Segment Start: INPUT FOR THIS TASK

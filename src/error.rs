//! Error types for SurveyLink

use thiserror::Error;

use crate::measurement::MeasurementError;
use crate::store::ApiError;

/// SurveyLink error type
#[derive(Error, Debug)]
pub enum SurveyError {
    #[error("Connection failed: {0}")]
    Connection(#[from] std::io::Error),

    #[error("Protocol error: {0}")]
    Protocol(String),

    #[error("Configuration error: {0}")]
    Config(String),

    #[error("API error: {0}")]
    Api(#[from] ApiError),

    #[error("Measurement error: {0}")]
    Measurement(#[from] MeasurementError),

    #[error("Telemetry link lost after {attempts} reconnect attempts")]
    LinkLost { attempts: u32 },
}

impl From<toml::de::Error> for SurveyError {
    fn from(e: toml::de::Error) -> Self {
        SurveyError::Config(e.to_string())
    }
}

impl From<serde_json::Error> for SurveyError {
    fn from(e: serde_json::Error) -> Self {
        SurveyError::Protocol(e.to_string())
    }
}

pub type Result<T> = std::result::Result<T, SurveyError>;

Segment End: INPUT FOR THIS TASK

### [ASSIGNMENT]
Wherever the word "SurveyError" turns up in a line of the entries above, copy that line.

### [SOLUTION]
pub enum SurveyError {
impl From<toml::de::Error> for SurveyError {
        SurveyError::Config(e.to_string())
impl From<serde_json::Error> for SurveyError {
        SurveyError::Protocol(e.to_string())
pub type Result<T> = std::result::Result<T, SurveyError>;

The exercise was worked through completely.